> **Exercise**
Extract all lines in the data that contain the word "long".

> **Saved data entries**
*** Block opens ***
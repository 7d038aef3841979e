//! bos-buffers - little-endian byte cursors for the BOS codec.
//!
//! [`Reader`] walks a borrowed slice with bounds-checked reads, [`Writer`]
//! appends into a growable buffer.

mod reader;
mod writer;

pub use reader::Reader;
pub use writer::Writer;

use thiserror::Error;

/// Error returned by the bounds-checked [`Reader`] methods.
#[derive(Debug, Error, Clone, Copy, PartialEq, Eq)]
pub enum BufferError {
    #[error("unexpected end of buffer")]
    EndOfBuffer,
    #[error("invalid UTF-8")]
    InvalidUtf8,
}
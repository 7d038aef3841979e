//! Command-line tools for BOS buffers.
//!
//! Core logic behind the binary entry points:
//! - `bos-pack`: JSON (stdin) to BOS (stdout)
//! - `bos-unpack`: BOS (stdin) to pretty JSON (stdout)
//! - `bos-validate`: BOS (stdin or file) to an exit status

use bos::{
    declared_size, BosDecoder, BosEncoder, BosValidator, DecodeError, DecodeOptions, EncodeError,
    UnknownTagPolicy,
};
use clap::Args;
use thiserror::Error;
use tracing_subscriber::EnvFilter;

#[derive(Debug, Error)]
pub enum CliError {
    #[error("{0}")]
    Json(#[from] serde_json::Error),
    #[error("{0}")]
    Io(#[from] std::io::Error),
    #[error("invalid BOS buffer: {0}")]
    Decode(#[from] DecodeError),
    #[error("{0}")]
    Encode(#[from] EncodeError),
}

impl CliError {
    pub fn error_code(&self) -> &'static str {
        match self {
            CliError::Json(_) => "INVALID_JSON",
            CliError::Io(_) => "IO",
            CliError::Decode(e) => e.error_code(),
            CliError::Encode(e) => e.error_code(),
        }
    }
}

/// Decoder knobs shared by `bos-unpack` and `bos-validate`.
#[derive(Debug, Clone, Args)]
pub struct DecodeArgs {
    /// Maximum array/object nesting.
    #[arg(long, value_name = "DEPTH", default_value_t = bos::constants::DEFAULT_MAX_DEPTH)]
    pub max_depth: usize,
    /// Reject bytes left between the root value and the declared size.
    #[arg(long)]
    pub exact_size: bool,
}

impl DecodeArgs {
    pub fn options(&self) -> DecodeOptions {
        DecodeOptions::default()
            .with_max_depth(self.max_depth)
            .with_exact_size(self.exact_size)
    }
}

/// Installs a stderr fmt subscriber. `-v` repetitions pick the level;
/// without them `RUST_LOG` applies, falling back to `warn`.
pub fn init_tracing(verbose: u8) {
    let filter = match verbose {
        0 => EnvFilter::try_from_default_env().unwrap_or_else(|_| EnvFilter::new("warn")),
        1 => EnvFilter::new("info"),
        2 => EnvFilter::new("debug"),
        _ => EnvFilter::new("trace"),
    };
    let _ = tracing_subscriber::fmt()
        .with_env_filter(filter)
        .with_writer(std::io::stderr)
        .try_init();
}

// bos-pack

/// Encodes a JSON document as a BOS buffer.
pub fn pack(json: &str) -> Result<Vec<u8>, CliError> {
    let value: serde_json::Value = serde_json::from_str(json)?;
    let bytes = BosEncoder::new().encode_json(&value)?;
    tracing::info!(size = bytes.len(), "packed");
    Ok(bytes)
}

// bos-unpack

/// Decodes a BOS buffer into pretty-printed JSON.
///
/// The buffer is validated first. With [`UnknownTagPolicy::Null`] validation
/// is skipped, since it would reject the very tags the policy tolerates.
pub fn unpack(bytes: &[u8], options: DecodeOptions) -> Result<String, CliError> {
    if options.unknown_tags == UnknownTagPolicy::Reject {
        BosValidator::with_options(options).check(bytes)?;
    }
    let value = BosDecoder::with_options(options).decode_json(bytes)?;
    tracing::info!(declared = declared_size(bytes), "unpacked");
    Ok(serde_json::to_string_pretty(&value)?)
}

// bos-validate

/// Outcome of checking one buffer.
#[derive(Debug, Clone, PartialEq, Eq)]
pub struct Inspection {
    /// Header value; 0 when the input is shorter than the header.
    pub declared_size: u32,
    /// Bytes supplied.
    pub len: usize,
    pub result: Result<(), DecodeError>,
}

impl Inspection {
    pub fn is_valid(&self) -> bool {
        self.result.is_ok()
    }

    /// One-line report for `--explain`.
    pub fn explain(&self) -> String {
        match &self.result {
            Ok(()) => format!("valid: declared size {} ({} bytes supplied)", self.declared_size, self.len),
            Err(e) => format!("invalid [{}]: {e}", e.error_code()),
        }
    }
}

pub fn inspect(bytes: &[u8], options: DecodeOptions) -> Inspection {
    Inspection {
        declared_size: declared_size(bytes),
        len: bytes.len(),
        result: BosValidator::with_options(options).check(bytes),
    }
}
*** Block closes ***
> **Answer for the task**
    #[arg(long, value_name = "DEPTH", default_value_t = bos::constants::DEFAULT_MAX_DEPTH)]
    #[arg(long)]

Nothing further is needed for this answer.